# Parsing and Recombining Inputs

In the chapter on [Grammars](Grammars.ipynb), we discussed how grammars can be
used to represent various languages. We also saw how grammars can be used to
generate strings of the corresponding language. Grammars can also perform the
reverse. That is, given a string, one can decompose the string into its
constituent parts that correspond to the parts grammar used to generate it
-- the derivation tree of that string. These parts (and parts from other similar
strings) can later be recombined using the same grammar to produce new strings.

In this chapter, we use grammars to parse and decompose inputs to
their corresponding derivation trees, allowing us to recombine them
arbitrarily.

**Prerequisites**

* You should have read the [chapter on grammars](Grammars.ipynb).
* An understanding of derivation trees from the [chapter on grammar fuzzer](GrammarFuzzer.ipynb)
  is also required.

In order to parse a string, one needs to identify the language, and the
corresponding grammar. For example, here is a string that we would like to parse

In [None]:
mystring = '1+2'

This string is an arithmetic expression for addition, which may be specified using a grammar.

In [None]:
A1_GRAMMAR = {
   "<start>":
       ["<expr>"],
   "<expr>":
       ["<expr>+<expr>", "<expr>-<expr>", "<integer>"],
   "<integer>":
       ["<digit><integer>", "<digit>"],
   "<digit>":
        ["0", "1", "2", "3", "4", "5", "6", "7", "8", "9"]
}

The parse tree for our expression from this grammar is given by:

In [None]:
display_tree(('<start>',[('<expr>',[('<expr>',[('<integer>',[('<digit>',[('1',[])])])]),('+',[]),('<expr>',[('<integer>',[('<digit>',[('2',[])])])])])]))
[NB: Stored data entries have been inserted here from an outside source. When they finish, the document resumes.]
use chrono::{DateTime, Utc};
use tokio::sync::{Mutex, watch};

use super::context::SessionContext;
use super::state::{SessionPhase, SessionState, TickOutcome, classify};
use crate::actions::{LoadProfileAction, LoginAction, LogoutAction, RefreshConfig, RefreshSessionAction};
use crate::api::{AuthApi, Credentials, Profile};
use crate::authz::PermissionSet;
use crate::config::SessionTiming;
use crate::events::{LogoutReason, SessionEvent, dispatch};
use crate::jwt::SessionToken;
use crate::storage::{EXPIRED_AT_KEY, SessionStorage, TOKEN_KEY};
use crate::{ClientError, SecretString};

struct MonitorInner {
    context: SessionContext,
    /// Mirrors whether `expiredAt` is in storage, so ticks don't re-read it.
    marker_present: bool,
}

/// Tracks the bearer token's remaining lifetime and drives the session
/// through its display states.
///
/// The persisted token and the `expiredAt` marker are written only here and
/// by [`LoginAction`]. Ticks, refreshes and logouts are serialized on one
/// lock; a refresh releases it while the request is in flight.
///
/// # Example
///
/// ```rust,ignore
/// let monitor = Arc::new(SessionMonitor::new(storage, api, SessionTiming::default()).await?);
/// let handle = monitor.spawn()?;
/// let mut states = monitor.subscribe();
/// while states.changed().await.is_ok() {
///     render(*states.borrow());
/// }
/// handle.stop().await;
/// ```
pub struct SessionMonitor<S, A>
where
    S: SessionStorage + Clone,
    A: AuthApi + Clone,
{
    storage: S,
    timing: SessionTiming,
    login: LoginAction<A, S>,
    load_profile: LoadProfileAction<A>,
    refresh: RefreshSessionAction<A>,
    logout: LogoutAction<S>,
    inner: Mutex<MonitorInner>,
    state: watch::Sender<SessionState>,
}

impl<S, A> SessionMonitor<S, A>
where
    S: SessionStorage + Clone,
    A: AuthApi + Clone,
{
    /// Builds the monitor from whatever session is persisted.
    ///
    /// A decodable token with an `expiredAt` marker next to it starts in
    /// [`SessionState::Expired`], so a reload during the final seconds keeps
    /// the blocking indicator instead of flashing a normal view.
    pub async fn new(storage: S, api: A, timing: SessionTiming) -> Result<Self, ClientError> {
        timing.validate()?;

        let context = SessionContext::init(&storage).await?;
        let marker_present = storage.contains(EXPIRED_AT_KEY).await?;
        let now = Utc::now();

        let initial = match context.time_left_ms(now) {
            None => SessionState::Inactive,
            Some(_) if marker_present => SessionState::Expired,
            Some(time_left_ms) => {
                SessionState::from_phase(classify(time_left_ms, &timing), time_left_ms)
            }
        };

        // a token already past exp is logged out on the first tick instead
        let restored = context.time_left_ms(now).is_some_and(|left| left >= 0);
        if let Some(expires_at) = context.expires_at().filter(|_| restored) {
            log::info!(
                target: "grc_session",
                "msg=\"session restored\" expires_at=\"{expires_at}\" state=\"{initial:?}\""
            );
            dispatch(SessionEvent::SessionStarted { expires_at, at: now }).await;
        }

        let (state, _) = watch::channel(initial);

        Ok(Self {
            login: LoginAction::new(api.clone(), storage.clone()),
            load_profile: LoadProfileAction::new(api.clone()),
            refresh: RefreshSessionAction::with_config(api, RefreshConfig::from_timing(&timing)),
            logout: LogoutAction::new(storage.clone()),
            storage,
            timing,
            inner: Mutex::new(MonitorInner {
                context,
                marker_present,
            }),
            state,
        })
    }

    pub fn timing(&self) -> &SessionTiming {
        &self.timing
    }

    pub fn state(&self) -> SessionState {
        *self.state.borrow()
    }

    /// Receives every published state, including the per-tick countdown
    /// while in [`SessionState::Warning`].
    pub fn subscribe(&self) -> watch::Receiver<SessionState> {
        self.state.subscribe()
    }

    pub async fn token(&self) -> Option<SecretString> {
        self.inner.lock().await.context.token().cloned()
    }

    pub async fn profile(&self) -> Option<Profile> {
        self.inner.lock().await.context.profile().cloned()
    }

    pub async fn permissions(&self) -> PermissionSet {
        self.inner.lock().await.context.permissions()
    }

    pub async fn tick(&self) -> Result<TickOutcome, ClientError> {
        self.tick_at(Utc::now()).await
    }

    /// Evaluates one poll step as of `now`.
    ///
    /// Inert without an active session.
    pub async fn tick_at(&self, now: DateTime<Utc>) -> Result<TickOutcome, ClientError> {
        let mut inner = self.inner.lock().await;

        let Some(time_left_ms) = inner.context.time_left_ms(now) else {
            return Ok(TickOutcome::Continue);
        };

        match classify(time_left_ms, &self.timing) {
            SessionPhase::Dead => {
                self.end_session(&mut inner, LogoutReason::Expired).await?;
                Ok(TickOutcome::Stop)
            }
            SessionPhase::ExpiryImminent => {
                if !inner.marker_present {
                    self.storage
                        .set(EXPIRED_AT_KEY, &now.timestamp_millis().to_string())
                        .await?;
                    inner.marker_present = true;
                }
                if self.publish(SessionState::Expired) {
                    log::warn!(
                        target: "grc_session",
                        "msg=\"session expiry imminent\" time_left_ms={time_left_ms}"
                    );
                    dispatch(SessionEvent::ExpiryImminent { at: now }).await;
                }
                Ok(TickOutcome::Continue)
            }
            phase => {
                self.clear_marker(&mut inner).await?;
                let entered_warning = phase == SessionPhase::Warning && !self.state().is_warning();
                self.publish(SessionState::from_phase(phase, time_left_ms));
                if entered_warning {
                    log::info!(
                        target: "grc_session",
                        "msg=\"session warning\" time_left_ms={time_left_ms}"
                    );
                    dispatch(SessionEvent::WarningEntered { time_left_ms, at: now }).await;
                }
                Ok(TickOutcome::Continue)
            }
        }
    }

    /// Adopts a token obtained outside [`SessionMonitor::login`].
    pub async fn establish(&self, token: impl Into<SecretString>) -> Result<SessionToken, ClientError> {
        let session = SessionToken::parse(token)?;
        let expires_at = session.expires_at()?;

        let mut inner = self.inner.lock().await;
        self.storage
            .set(TOKEN_KEY, session.token().expose_secret())
            .await?;
        self.storage.remove(EXPIRED_AT_KEY).await?;
        inner.marker_present = false;
        inner.context.establish(session.clone());
        self.publish_classified(&session, Utc::now());

        dispatch(SessionEvent::SessionStarted {
            expires_at,
            at: Utc::now(),
        })
        .await;

        Ok(session)
    }

    pub async fn login(&self, credentials: &Credentials) -> Result<SessionToken, ClientError> {
        let session = self.login.execute(credentials).await?;

        let mut inner = self.inner.lock().await;
        inner.marker_present = false;
        inner.context.establish(session.clone());
        self.publish_classified(&session, Utc::now());

        Ok(session)
    }

    /// Fetches the profile for the current token and keeps it in the context.
    pub async fn load_profile(&self) -> Result<Profile, ClientError> {
        let token = self.current_token().await?;
        let profile = self.load_profile.execute(&token).await?;

        let mut inner = self.inner.lock().await;
        if inner.context.token() != Some(&token) {
            return Err(ClientError::TokenMissing);
        }
        inner.context.set_profile(profile.clone());

        Ok(profile)
    }

    /// Extends the session.
    ///
    /// A single attempt bounded by `refresh_timeout`. On failure the state is
    /// left as it was and the error is returned for the caller to surface.
    /// If the session ended while the request was in flight the new token is
    /// discarded.
    pub async fn refresh(&self) -> Result<SessionToken, ClientError> {
        let token = self.current_token().await?;
        let session = self.refresh.execute(&token).await?;

        let mut inner = self.inner.lock().await;
        if inner.context.token() != Some(&token) {
            log::info!(
                target: "grc_session",
                "msg=\"refreshed token discarded\" reason=\"session changed\""
            );
            return Err(ClientError::TokenMissing);
        }

        self.storage
            .set(TOKEN_KEY, session.token().expose_secret())
            .await?;
        self.clear_marker(&mut inner).await?;
        inner.context.replace_token(session.clone());
        self.publish_classified(&session, Utc::now());

        Ok(session)
    }

    /// Manual logout.
    pub async fn logout(&self) -> Result<(), ClientError> {
        let mut inner = self.inner.lock().await;
        self.end_session(&mut inner, LogoutReason::Manual).await
    }

    /// Logs out in memory unconditionally, then reports whether storage was
    /// wiped. A token left behind by a failed wipe is dead or manually
    /// abandoned, and the next start logs it out again.
    async fn end_session(
        &self,
        inner: &mut MonitorInner,
        reason: LogoutReason,
    ) -> Result<(), ClientError> {
        let cleared = self.logout.execute(reason).await;
        inner.context.teardown();
        inner.marker_present = false;
        self.publish(SessionState::LoggedOut);
        cleared
    }

    async fn current_token(&self) -> Result<SecretString, ClientError> {
        self.inner
            .lock()
            .await
            .context
            .token()
            .cloned()
            .ok_or(ClientError::TokenMissing)
    }

    async fn clear_marker(&self, inner: &mut MonitorInner) -> Result<(), ClientError> {
        if inner.marker_present {
            self.storage.remove(EXPIRED_AT_KEY).await?;
            inner.marker_present = false;
        }
        Ok(())
    }

    fn publish_classified(&self, session: &SessionToken, now: DateTime<Utc>) {
        let time_left_ms = session.time_left_ms(now);
        self.publish(SessionState::from_phase(
            classify(time_left_ms, &self.timing),
            time_left_ms,
        ));
    }

    /// Returns true if the state changed.
    fn publish(&self, next: SessionState) -> bool {
        self.state.send_if_modified(|current| {
            if *current == next {
                return false;
            }
            *current = next;
            true
        })
    }
}

#[cfg(test)]
mod tests {
    use chrono::Duration;
    use jsonwebtoken::{EncodingKey, Header};

    use super::*;
    use crate::jwt::TokenClaims;
    use crate::{InMemorySessionStorage, MockAuthApi};

    fn mint(exp: DateTime<Utc>) -> String {
        let claims = TokenClaims {
            exp: exp.timestamp(),
            iat: None,
            sub: None,
        };
        jsonwebtoken::encode(&Header::default(), &claims, &EncodingKey::from_secret(b"k")).unwrap()
    }

    #[tokio::test]
    async fn test_starts_inactive_without_token() {
        let monitor = SessionMonitor::new(
            InMemorySessionStorage::new(),
            MockAuthApi::new(),
            SessionTiming::default(),
        )
        .await
        .unwrap();

        assert_eq!(monitor.state(), SessionState::Inactive);
        assert_eq!(monitor.tick().await.unwrap(), TickOutcome::Continue);
        assert_eq!(monitor.state(), SessionState::Inactive);
    }

    #[tokio::test]
    async fn test_rejects_invalid_timing() {
        let timing = SessionTiming {
            expiry_cutoff: Duration::seconds(90),
            ..Default::default()
        };
        let result =
            SessionMonitor::new(InMemorySessionStorage::new(), MockAuthApi::new(), timing).await;
        assert!(matches!(result, Err(ClientError::ConfigurationError(_))));
    }

    #[tokio::test]
    async fn test_warning_entry_published_once_then_counts_down() {
        let exp = Utc::now() + Duration::minutes(10);
        let storage = InMemorySessionStorage::new();
        storage.set(TOKEN_KEY, &mint(exp)).await.unwrap();
        let monitor = SessionMonitor::new(storage, MockAuthApi::new(), SessionTiming::default())
            .await
            .unwrap();

        monitor.tick_at(exp - Duration::seconds(30)).await.unwrap();
        assert_eq!(monitor.state(), SessionState::Warning { time_left_ms: 30_000 });

        monitor.tick_at(exp - Duration::seconds(29)).await.unwrap();
        assert_eq!(monitor.state(), SessionState::Warning { time_left_ms: 29_000 });
    }

    #[tokio::test]
    async fn test_establish_rejects_garbage() {
        let storage = InMemorySessionStorage::new();
        let monitor = SessionMonitor::new(storage.clone(), MockAuthApi::new(), SessionTiming::default())
            .await
            .unwrap();

        let err = monitor.establish("garbage").await.unwrap_err();

        assert_eq!(err, ClientError::TokenInvalid);
        assert!(storage.is_empty());
        assert_eq!(monitor.state(), SessionState::Inactive);
    }

    #[tokio::test]
    async fn test_refresh_without_session() {
        let monitor = SessionMonitor::new(
            InMemorySessionStorage::new(),
            MockAuthApi::new(),
            SessionTiming::default(),
        )
        .await
        .unwrap();

        assert_eq!(monitor.refresh().await.unwrap_err(), ClientError::TokenMissing);
    }
}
While a grammar can be used to specify a given language, there could be multiple
grammars that correspond to the same language. For example, here is another 
grammar to describe the same addition expression.

In [None]:
A2_GRAMMAR = {
   "<start>":
      ["<expr>"],
   "<expr>":
      ["<integer><expr_>"],
   "<expr_>":
      ["+<expr>", "-<expr>", ""],
   "<integer>":
      ["<digit><integer_>"],
   "<integer_>":
      ["<integer>", ""],
   "<digit>":
      ["0", "1", "2", "3", "4", "5", "6", "7", "8", "9"]
}

The corresponding derivation is given by:

In [None]:
 display_tree(('<start>', [('<expr>', [('<integer>', [('<digit>', [('1', [])]), ('<integer_>', [])]), ('<expr_>', [('+', []), ('<expr>', [('<integer>', [('<digit>', [('2', [])]), ('<integer_>', [])]), ('<expr_>', [])])])])])
)

Indeed, there could be different classes of grammars that
describe the same language. For example, the first grammar `A1_GRAMMAR`
is a grammar that sports both _right_ and _left_ recursion, while the
second grammar `A2_GRAMMAR` does not have left recursion in the
non-terminals in any of its productions, but contains _epsilon_ productions.
(An epsilon production is a production that has empty string in its right
hand side.)

A grammar is left recursive if any of its non-terminals are left recursive,
and a non-terminal is directly left-recursive if the left-most symbol of
any of its productions is itself. It is indirectly left-recursive if any
of the left-most symbols can be expanded using their definitions to
produce the non-terminal as the left-most symbol of the expansion.
Right recursive grammars are defined similarly.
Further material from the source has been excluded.